One theory, not universally agreed to, proposes that giant outflows of water could release subsurface waters in places along the lengths of their channel beds. If the eroding flood scours the bed down far enough, it may plane off the top layer keeping groundwater trapped and buried. In that case, a chaos area could develop at the thin spot in the channel as water in the pressurized aquifer under the channel bubbled out.
This chaos region lies in the bed of Mangala Valles, but it's unclear whether or not that happened here. When the floodwaters engulfed this terrain, their eroding power may have opened cracks that let subsurface water spill out. If that happened, the quantity was clearly less than the initial flow at the graben upstream. But floodwaters left clear signs of flow. These are especially visible in the image at right, taken by the HiRISE camera on the Mars Reconnaissance Orbiter.
Downstream in the valley floor, the floods thinned the material covering an underground aquifer. As the subsurface waters broke out, they joined the main flood. Left behind is a tangle of mesa and hills called "chaos." The scene, about 6.5 km (4.1 mi) wide, is part of image ESP_018469_1630, taken by the HiRISE camera on the Mars Reconnaissance Orbiter.
These two impact craters — the one on the left is 20 km (12 mi) wide — together make a narrows through which the Mangala floods poured on their northward course.
The explosions that followed the impacts which created both craters blew out large amounts of shattered rock, impact-melted rock, dust, and debris. This ejecta formed aprons that surround the craters.
Although this heaped up rocky material had undergone a violent shock from impact, it proved more resistant to the floods than the surface materials around and between the craters.
The hydraulics of water pouring through such a narrows means that — unlike highways on Earth! — the flow runs faster though the constricted area, and thus erodes the channel floor deeper..
Racing between two impact craters, the Mangala flood scoured the channel deeper and carved hills and knobs into graceful streamlined shapes. This scene, 14 km (9 mi) wide, is part of THEMIS VIS image V18628003.
Mass movement of a different kind has left its traces on this crater, which lies just inside the rim of a larger one. This smaller crater is about 40 km (25 mi) wide. Both craters lie outside the bounds of the Mangala valley floods, and are probably much older.
To the heat-sensing infrared eye of THEMIS, this crater holds two bright white spots. But since infrared THEMIS images record daytime ground temperatures, this means the white spots are not in fact light-colored, but instead are warmer than their surroundings.

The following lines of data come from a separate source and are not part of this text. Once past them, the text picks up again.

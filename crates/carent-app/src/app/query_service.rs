//! Query Service - filtered catalog access
//!
//! Takes a snapshot from a `CatalogRepository` and runs the filter/sort
//! engine over it.

use carent_domain::model::{FilterSpec, Vehicle};
use carent_domain::repository::CatalogRepository;
use carent_domain::service::{apply, summarize, CatalogSummary};
use carent_types::{Error, Result};
use serde::Serialize;
use tracing::debug;

/// What the listing page shows: the ordered vehicles plus counts
#[derive(Debug, Clone, Serialize)]
pub struct CatalogView {
    pub vehicles: Vec<Vehicle>,
    pub summary: CatalogSummary,
}

/// Run the filter/sort engine over the repository's catalog
pub fn browse(repo: &dyn CatalogRepository, spec: &FilterSpec) -> Result<CatalogView> {
    let catalog = repo.find_all()?;
    let vehicles = apply(catalog.vehicles(), spec);
    let summary = summarize(catalog.vehicles(), &vehicles);
    debug!(
        total = summary.total,
        matched = summary.matched,
        available = summary.available,
        "catalog filtered"
    );
    Ok(CatalogView { vehicles, summary })
}

/// Get a vehicle by ID
pub fn find_vehicle(repo: &dyn CatalogRepository, id: &str) -> Result<Vehicle> {
    repo.find_by_id(id)?
        .ok_or_else(|| Error::VehicleNotFound(id.to_string()))
}
//! Application Layer
//!
//! Orchestrates between the CLI and the domain/infrastructure layers:
//! - `query_service`: filtered catalog listing and vehicle lookup
//! - `inquiry_service`: WhatsApp messages and deep links

pub mod inquiry_service;
pub mod query_service;

pub use inquiry_service::{
    booking_request_url, general_inquiry_url, quick_search_url, vehicle_inquiry_url,
    BookingRequest, QuickSearch,
};
pub use query_service::{browse, find_vehicle, CatalogView};
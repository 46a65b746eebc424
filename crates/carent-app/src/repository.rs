//! Repository adapters for catalog sources

use std::path::PathBuf;

use carent_domain::repository::CatalogRepository;
use carent_infra::persistence::{FileCatalogRepository, InMemoryCatalogRepository};
use carent_types::Result;
use tracing::debug;

use crate::config::Config;

/// Open the catalog configured in `config`, or the built-in fleet
pub fn open_catalog_repo(config: &Config) -> Result<Box<dyn CatalogRepository>> {
    match config.catalog_path {
        Some(ref path) => Ok(Box::new(open_catalog_repo_at(path.clone())?)),
        None => {
            debug!("using built-in catalog");
            Ok(Box::new(InMemoryCatalogRepository::sample()))
        }
    }
}

/// Open a file-based catalog repository
pub fn open_catalog_repo_at(path: PathBuf) -> Result<FileCatalogRepository> {
    FileCatalogRepository::new(path)
}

So is this a volcanic hot spot poking through? Or residual heat from the impact? Neither, really, as a look at visible wavelengths (right) shows. The "bright" spots would actually appear dark if you could see them with the human eye.
What's happening here is that crater contains patches of sand and other tiny particles of rock. At the same time, over this part of Mars (and many others) a coating of dust perhaps a few inches deep has settled.

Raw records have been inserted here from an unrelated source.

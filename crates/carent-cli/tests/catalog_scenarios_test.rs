//! Listing scenarios over the built-in fleet
//!
//! Exercises the same path as `carent list`: raw page tags → FilterSpec →
//! repository snapshot → filter/sort engine → summary.

use std::path::PathBuf;

use carent_app::app::{browse, vehicle_inquiry_url};
use carent_app::config::Config;
use carent_app::repository::open_catalog_repo;
use carent_domain::model::{FilterSpec, FilterTags, Vehicle};
use carent_domain::service::apply;
use carent_infra::persistence::InMemoryCatalogRepository;
use carent_infra::sample_catalog;

fn tags(category: &str, price: &str, transmission: &[&str], sort: &str) -> FilterTags {
    FilterTags {
        search: String::new(),
        category: category.to_string(),
        price_range: price.to_string(),
        transmission: transmission.iter().map(|t| t.to_string()).collect(),
        sort_by: sort.to_string(),
    }
}

fn names(vehicles: &[Vehicle]) -> Vec<&str> {
    vehicles.iter().map(|v| v.name.as_str()).collect()
}

fn list(tags: &FilterTags) -> Vec<Vehicle> {
    let repo = InMemoryCatalogRepository::sample();
    browse(&repo, &FilterSpec::from_tags(tags)).unwrap().vehicles
}

#[test]
fn mpv_by_price_keeps_catalog_order_on_ties() {
    let result = list(&tags("mpv", "all", &[], "price-low"));
    assert_eq!(
        names(&result),
        vec!["Daihatsu Xenia", "Toyota Avanza", "Suzuki Ertiga", "Toyota Alphard"]
    );
}

#[test]
fn under_500k() {
    let result = list(&tags("all", "under-500k", &[], "price-low"));
    assert_eq!(names(&result), vec!["Daihatsu Xenia", "Toyota Avanza", "Suzuki Ertiga"]);
    assert!(result.iter().all(|v| v.name != "Honda HR-V"));
}

#[test]
fn manual_only() {
    let result = list(&tags("all", "all", &["Manual"], "unknown-sort"));
    assert_eq!(names(&result), vec!["Toyota Avanza", "Daihatsu Xenia", "Suzuki Ertiga"]);
}

#[test]
fn empty_catalog_lists_nothing() {
    let spec = FilterSpec::from_tags(&tags("suv", "over-1m", &["Automatic"], "newest"));
    assert!(apply(&[], &spec).is_empty());
}

#[test]
fn unknown_category_lists_everything() {
    let result = list(&tags("convertible", "all", &[], "price-low"));
    assert_eq!(result.len(), 8);
}

#[test]
fn uppercase_search_matches_lowercase() {
    let upper = FilterTags {
        search: "TOYOTA".to_string(),
        ..FilterTags::default()
    };
    let lower = FilterTags {
        search: "toyota".to_string(),
        ..FilterTags::default()
    };
    assert_eq!(list(&upper), list(&lower));
}

#[test]
fn summary_counts_available_in_result() {
    let repo = InMemoryCatalogRepository::sample();
    let spec = FilterSpec::from_tags(&tags("all", "over-1m", &[], "price-high"));
    let view = browse(&repo, &spec).unwrap();
    assert_eq!(
        names(&view.vehicles),
        vec!["Toyota Alphard", "Mitsubishi Pajero Sport", "Toyota Fortuner"]
    );
    assert_eq!(view.summary.total, 8);
    assert_eq!(view.summary.matched, 3);
    assert_eq!(view.summary.available, 2);
}

#[test]
fn file_catalog_behaves_like_builtin() {
    let dir = tempfile::tempdir().unwrap();
    let path: PathBuf = dir.path().join("fleet.json");
    let json = serde_json::to_string(&sample_catalog()).unwrap();
    std::fs::write(&path, json).unwrap();

    let config = Config {
        catalog_path: Some(path),
        ..Config::default()
    };
    let repo = open_catalog_repo(&config).unwrap();
    let spec = FilterSpec::from_tags(&tags("mpv", "all", &[], "price-low"));
    let from_file = browse(repo.as_ref(), &spec).unwrap();
    let builtin = browse(&InMemoryCatalogRepository::sample(), &spec).unwrap();
    assert_eq!(from_file.vehicles, builtin.vehicles);
}

#[test]
fn inquiry_link_for_listed_vehicle() {
    let result = list(&tags("sedan", "all", &[], "price-low"));
    assert_eq!(names(&result), vec!["Honda Civic"]);
    let url = vehicle_inquiry_url(&Config::default(), &result[0]).unwrap();
    assert!(url.starts_with("https://wa.me/6282248751765?text="));
    assert!(url.contains("Honda%20Civic%202023"));
}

When winds blow across the surface they create turbulent eddies that agitate the particles and stir them into motion. This kicks the dust up from the surface, where the winds carry it off. Left behind is the darker bare ground that grows warmer in the sunlight.
And the process is largely self-sustaining, so long as the sand patches remain. The dark ground causes updrafts, which in turn can develop into dust devils. These whirlwinds help keep the sandy patches freer of dust, hence darker and warmer — and thus brighter to the thermal eye of THEMIS.
Sand particles, kicked into motion by winds, loosened the bright surface dust. As the dust blew away, it revealed the darker surface underneath. Note the dark scrawls of dust devil tracks in the large crater at upper left. The scene, 7.5 km (4.7 mi) wide, is part of image PSP_006892_1630, taken by the HiRISE camera on the Mars Reconnaissance Orbiter.